Biography of Kihachiro Kawamoto
In 1963, Kawamoto traveled to the former Czechoslovakia to study the art and craft of puppetry from Jiri Trnka. While studying under Trnka, Kawamoto was encouraged to draw on Japan's rich cultural heritage for his work. With this encouragement, Kawamoto returned to Japan and began producing works for a Japanese audience. During his career, Kawamoto has helped to develop the field of Japanese puppet-making and theater, and did a lot of work with puppetry, stop-motion animation, and cut-out animation. Kawamoto also served as the chairperson of the Japan Animation Association.

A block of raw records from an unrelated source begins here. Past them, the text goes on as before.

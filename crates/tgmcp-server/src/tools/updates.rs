use std::sync::Arc;

use async_trait::async_trait;
use serde::Deserialize;
use serde_json::Value;

use tgmcp_core::{domain::GetUpdatesParams, ports::BotApi};

use crate::schema::{ParamKind, ParamSchema};

use super::{Tool, ToolResult};

/// `get_updates`: long-poll for pending updates. The offset cursor stays
/// with the caller.
pub struct GetUpdatesTool {
    api: Arc<dyn BotApi>,
    schema: ParamSchema,
}

impl GetUpdatesTool {
    pub fn new(api: Arc<dyn BotApi>) -> Self {
        let params_schema = ParamSchema::new()
            .optional(
                "offset",
                ParamKind::integer(),
                "Identifier of the first update to be returned",
            )
            .optional(
                "limit",
                ParamKind::integer_bounded(1, 100),
                "Limits the number of updates to be retrieved (1-100)",
            )
            .optional(
                "timeout",
                ParamKind::integer(),
                "Timeout in seconds for long polling",
            )
            .optional(
                "allowed_updates",
                ParamKind::array(ParamKind::string()),
                "Array of update types to receive",
            );

        Self {
            api,
            schema: ParamSchema::new().optional(
                "params",
                ParamKind::Object(params_schema),
                "Optional parameters for the getUpdates method",
            ),
        }
    }
}

#[derive(Default, Deserialize)]
struct GetUpdatesArgs {
    #[serde(default)]
    params: Option<GetUpdatesParams>,
}

#[async_trait]
impl Tool for GetUpdatesTool {
    fn name(&self) -> &'static str {
        "get_updates"
    }

    fn description(&self) -> &'static str {
        "Get updates from the bot"
    }

    fn schema(&self) -> &ParamSchema {
        &self.schema
    }

    async fn execute(&self, args: Value) -> ToolResult {
        let args: GetUpdatesArgs = match args {
            Value::Null => GetUpdatesArgs::default(),
            other => match serde_json::from_value(other) {
                Ok(v) => v,
                Err(e) => return ToolResult::error(e),
            },
        };

        match self.api.get_updates(args.params).await {
            Ok(updates) => ToolResult::json(&updates),
            Err(e) => ToolResult::error(e),
        }
    }
}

Kawamoto got his start with stop-motion animation in 1968, when he created the short film, Breaking of Branches is Forbidden. Over the course of working on short films, Kawamoto produced stop-motion and cut-out animations. His other short films include: Anthropo-Cynical Farce (1970), The Demon (1972), Travel (1973), Shijin no Shougai (1974), Dojoji (1976), House of Flame (1979), Self-Portrait (1988), To Shoot Without Shooting (1988), Briar-Rose or The Sleeping Beauty (1990), and Amefutakami, in the Sky (2006). In 1991, Kawamoto helped to complete Tadanari Okamoto's final film, The Restaurant of Many Orders, after Okamoto passed away in the middle of the production.
During his career. Kawamoto also worked on three feature films. The first was Rennyo and His Mother in 1981. He wouldn't work on another feature film until 2003's Winter Days. Kawamoto won an award for his work on this film, which was the Grand Prize in the Animation Division of the Japan Media Arts Festival Awards. Kawamoto's third feature film was Shisha no Sho in 2005, which was an adaptation of a novel by Shinobu Orikuchi.
Kawamoto also produced two Japanese puppet television programs. The first was Sangokushi, which ran from 1982-1984. This program was a puppet adaptation of the Chinese literary novel Romance of the Three Kingdoms. His other television program was Heike Monogatari, which ran from 1993-1995. This program was a puppet adaptation of a Japanese war epic.
Sadly, Kihachiro Kawamoto passed away on Monday, August 23, 2010 at the age of 85. The cause of his death was pneumonia.